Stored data
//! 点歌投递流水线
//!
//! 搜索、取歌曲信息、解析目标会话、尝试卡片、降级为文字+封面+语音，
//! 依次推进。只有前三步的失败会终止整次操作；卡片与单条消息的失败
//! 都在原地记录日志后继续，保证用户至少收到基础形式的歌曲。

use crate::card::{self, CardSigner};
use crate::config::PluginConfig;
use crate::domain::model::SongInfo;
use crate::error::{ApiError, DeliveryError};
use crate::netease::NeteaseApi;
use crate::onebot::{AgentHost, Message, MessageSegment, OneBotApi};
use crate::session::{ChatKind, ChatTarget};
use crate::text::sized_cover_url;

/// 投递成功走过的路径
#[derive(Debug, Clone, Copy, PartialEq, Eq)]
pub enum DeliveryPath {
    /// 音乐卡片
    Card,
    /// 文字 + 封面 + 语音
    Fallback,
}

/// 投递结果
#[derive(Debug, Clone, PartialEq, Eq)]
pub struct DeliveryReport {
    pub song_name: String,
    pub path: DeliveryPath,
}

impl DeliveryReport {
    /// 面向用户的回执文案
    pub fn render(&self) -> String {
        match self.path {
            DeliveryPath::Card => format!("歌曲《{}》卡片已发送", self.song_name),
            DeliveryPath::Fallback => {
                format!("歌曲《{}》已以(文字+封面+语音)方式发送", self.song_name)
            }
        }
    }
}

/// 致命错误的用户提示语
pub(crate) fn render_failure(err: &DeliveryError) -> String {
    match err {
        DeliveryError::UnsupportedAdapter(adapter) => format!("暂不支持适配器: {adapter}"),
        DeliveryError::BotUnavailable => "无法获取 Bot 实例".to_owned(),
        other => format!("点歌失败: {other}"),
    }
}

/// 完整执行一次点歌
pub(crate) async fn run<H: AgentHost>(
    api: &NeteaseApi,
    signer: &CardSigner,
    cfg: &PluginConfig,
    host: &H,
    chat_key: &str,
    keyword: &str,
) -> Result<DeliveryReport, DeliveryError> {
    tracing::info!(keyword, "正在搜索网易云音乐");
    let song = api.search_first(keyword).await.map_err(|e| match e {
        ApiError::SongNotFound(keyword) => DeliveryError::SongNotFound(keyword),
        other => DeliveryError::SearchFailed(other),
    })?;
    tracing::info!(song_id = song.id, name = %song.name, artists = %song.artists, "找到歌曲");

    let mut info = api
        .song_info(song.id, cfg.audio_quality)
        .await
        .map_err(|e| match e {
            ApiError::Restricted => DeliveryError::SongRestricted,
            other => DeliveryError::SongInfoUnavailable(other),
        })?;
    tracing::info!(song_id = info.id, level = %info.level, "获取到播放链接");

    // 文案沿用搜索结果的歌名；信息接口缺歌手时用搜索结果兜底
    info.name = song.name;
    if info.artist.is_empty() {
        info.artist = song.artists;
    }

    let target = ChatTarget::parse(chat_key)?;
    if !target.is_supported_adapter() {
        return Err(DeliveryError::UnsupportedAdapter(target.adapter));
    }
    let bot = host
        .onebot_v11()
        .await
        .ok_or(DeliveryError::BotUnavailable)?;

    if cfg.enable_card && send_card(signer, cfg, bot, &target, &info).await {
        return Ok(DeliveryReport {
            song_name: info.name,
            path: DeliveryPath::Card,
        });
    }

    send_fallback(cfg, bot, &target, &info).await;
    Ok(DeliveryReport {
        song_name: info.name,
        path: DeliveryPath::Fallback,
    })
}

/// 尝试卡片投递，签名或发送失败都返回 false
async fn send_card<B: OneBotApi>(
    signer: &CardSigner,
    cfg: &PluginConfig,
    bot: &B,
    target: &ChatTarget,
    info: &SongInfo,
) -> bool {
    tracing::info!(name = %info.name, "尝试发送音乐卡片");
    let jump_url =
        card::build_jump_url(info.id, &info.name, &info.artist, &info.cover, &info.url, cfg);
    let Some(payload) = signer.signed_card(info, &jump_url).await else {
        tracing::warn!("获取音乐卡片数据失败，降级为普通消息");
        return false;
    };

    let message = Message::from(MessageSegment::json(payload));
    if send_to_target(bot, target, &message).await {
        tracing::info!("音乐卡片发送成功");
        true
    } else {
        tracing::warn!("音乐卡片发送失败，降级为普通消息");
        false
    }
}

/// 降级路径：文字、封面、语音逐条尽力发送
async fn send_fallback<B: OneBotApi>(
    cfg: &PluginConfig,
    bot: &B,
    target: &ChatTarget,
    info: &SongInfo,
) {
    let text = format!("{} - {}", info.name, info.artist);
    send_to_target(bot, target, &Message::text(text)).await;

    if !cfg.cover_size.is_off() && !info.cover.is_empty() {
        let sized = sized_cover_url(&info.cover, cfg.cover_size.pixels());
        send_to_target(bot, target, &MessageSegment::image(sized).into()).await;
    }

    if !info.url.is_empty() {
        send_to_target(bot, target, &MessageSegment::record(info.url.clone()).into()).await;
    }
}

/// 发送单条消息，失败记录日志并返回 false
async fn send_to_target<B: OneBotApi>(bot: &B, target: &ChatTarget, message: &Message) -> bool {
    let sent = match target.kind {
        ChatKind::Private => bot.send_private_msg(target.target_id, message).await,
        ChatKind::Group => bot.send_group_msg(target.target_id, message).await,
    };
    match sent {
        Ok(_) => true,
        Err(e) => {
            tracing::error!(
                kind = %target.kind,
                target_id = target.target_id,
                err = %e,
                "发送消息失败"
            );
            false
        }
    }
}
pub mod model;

Your objective :: Give back every entry above, complete and exact.

Reply ::
//! 点歌投递流水线
//!
//! 搜索、取歌曲信息、解析目标会话、尝试卡片、降级为文字+封面+语音，
//! 依次推进。只有前三步的失败会终止整次操作；卡片与单条消息的失败
//! 都在原地记录日志后继续，保证用户至少收到基础形式的歌曲。

use crate::card::{self, CardSigner};
use crate::config::PluginConfig;
use crate::domain::model::SongInfo;
use crate::error::{ApiError, DeliveryError};
use crate::netease::NeteaseApi;
use crate::onebot::{AgentHost, Message, MessageSegment, OneBotApi};
use crate::session::{ChatKind, ChatTarget};
use crate::text::sized_cover_url;

/// 投递成功走过的路径
#[derive(Debug, Clone, Copy, PartialEq, Eq)]
pub enum DeliveryPath {
    /// 音乐卡片
    Card,
    /// 文字 + 封面 + 语音
    Fallback,
}

/// 投递结果
#[derive(Debug, Clone, PartialEq, Eq)]
pub struct DeliveryReport {
    pub song_name: String,
    pub path: DeliveryPath,
}

impl DeliveryReport {
    /// 面向用户的回执文案
    pub fn render(&self) -> String {
        match self.path {
            DeliveryPath::Card => format!("歌曲《{}》卡片已发送", self.song_name),
            DeliveryPath::Fallback => {
                format!("歌曲《{}》已以(文字+封面+语音)方式发送", self.song_name)
            }
        }
    }
}

/// 致命错误的用户提示语
pub(crate) fn render_failure(err: &DeliveryError) -> String {
    match err {
        DeliveryError::UnsupportedAdapter(adapter) => format!("暂不支持适配器: {adapter}"),
        DeliveryError::BotUnavailable => "无法获取 Bot 实例".to_owned(),
        other => format!("点歌失败: {other}"),
    }
}

/// 完整执行一次点歌
pub(crate) async fn run<H: AgentHost>(
    api: &NeteaseApi,
    signer: &CardSigner,
    cfg: &PluginConfig,
    host: &H,
    chat_key: &str,
    keyword: &str,
) -> Result<DeliveryReport, DeliveryError> {
    tracing::info!(keyword, "正在搜索网易云音乐");
    let song = api.search_first(keyword).await.map_err(|e| match e {
        ApiError::SongNotFound(keyword) => DeliveryError::SongNotFound(keyword),
        other => DeliveryError::SearchFailed(other),
    })?;
    tracing::info!(song_id = song.id, name = %song.name, artists = %song.artists, "找到歌曲");

    let mut info = api
        .song_info(song.id, cfg.audio_quality)
        .await
        .map_err(|e| match e {
            ApiError::Restricted => DeliveryError::SongRestricted,
            other => DeliveryError::SongInfoUnavailable(other),
        })?;
    tracing::info!(song_id = info.id, level = %info.level, "获取到播放链接");

    // 文案沿用搜索结果的歌名；信息接口缺歌手时用搜索结果兜底
    info.name = song.name;
    if info.artist.is_empty() {
        info.artist = song.artists;
    }

    let target = ChatTarget::parse(chat_key)?;
    if !target.is_supported_adapter() {
        return Err(DeliveryError::UnsupportedAdapter(target.adapter));
    }
    let bot = host
        .onebot_v11()
        .await
        .ok_or(DeliveryError::BotUnavailable)?;

    if cfg.enable_card && send_card(signer, cfg, bot, &target, &info).await {
        return Ok(DeliveryReport {
            song_name: info.name,
            path: DeliveryPath::Card,
        });
    }

    send_fallback(cfg, bot, &target, &info).await;
    Ok(DeliveryReport {
        song_name: info.name,
        path: DeliveryPath::Fallback,
    })
}

/// 尝试卡片投递，签名或发送失败都返回 false
async fn send_card<B: OneBotApi>(
    signer: &CardSigner,
    cfg: &PluginConfig,
    bot: &B,
    target: &ChatTarget,
    info: &SongInfo,
) -> bool {
    tracing::info!(name = %info.name, "尝试发送音乐卡片");
    let jump_url =
        card::build_jump_url(info.id, &info.name, &info.artist, &info.cover, &info.url, cfg);
    let Some(payload) = signer.signed_card(info, &jump_url).await else {
        tracing::warn!("获取音乐卡片数据失败，降级为普通消息");
        return false;
    };

    let message = Message::from(MessageSegment::json(payload));
    if send_to_target(bot, target, &message).await {
        tracing::info!("音乐卡片发送成功");
        true
    } else {
        tracing::warn!("音乐卡片发送失败，降级为普通消息");
        false
    }
}

/// 降级路径：文字、封面、语音逐条尽力发送
async fn send_fallback<B: OneBotApi>(
    cfg: &PluginConfig,
    bot: &B,
    target: &ChatTarget,
    info: &SongInfo,
) {
    let text = format!("{} - {}", info.name, info.artist);
    send_to_target(bot, target, &Message::text(text)).await;

    if !cfg.cover_size.is_off() && !info.cover.is_empty() {
        let sized = sized_cover_url(&info.cover, cfg.cover_size.pixels());
        send_to_target(bot, target, &MessageSegment::image(sized).into()).await;
    }

    if !info.url.is_empty() {
        send_to_target(bot, target, &MessageSegment::record(info.url.clone()).into()).await;
    }
}

/// 发送单条消息，失败记录日志并返回 false
async fn send_to_target<B: OneBotApi>(bot: &B, target: &ChatTarget, message: &Message) -> bool {
    let sent = match target.kind {
        ChatKind::Private => bot.send_private_msg(target.target_id, message).await,
        ChatKind::Group => bot.send_group_msg(target.target_id, message).await,
    };
    match sent {
        Ok(_) => true,
        Err(e) => {
            tracing::error!(
                kind = %target.kind,
                target_id = target.target_id,
                err = %e,
                "发送消息失败"
            );
            false
        }
    }
}
pub mod model;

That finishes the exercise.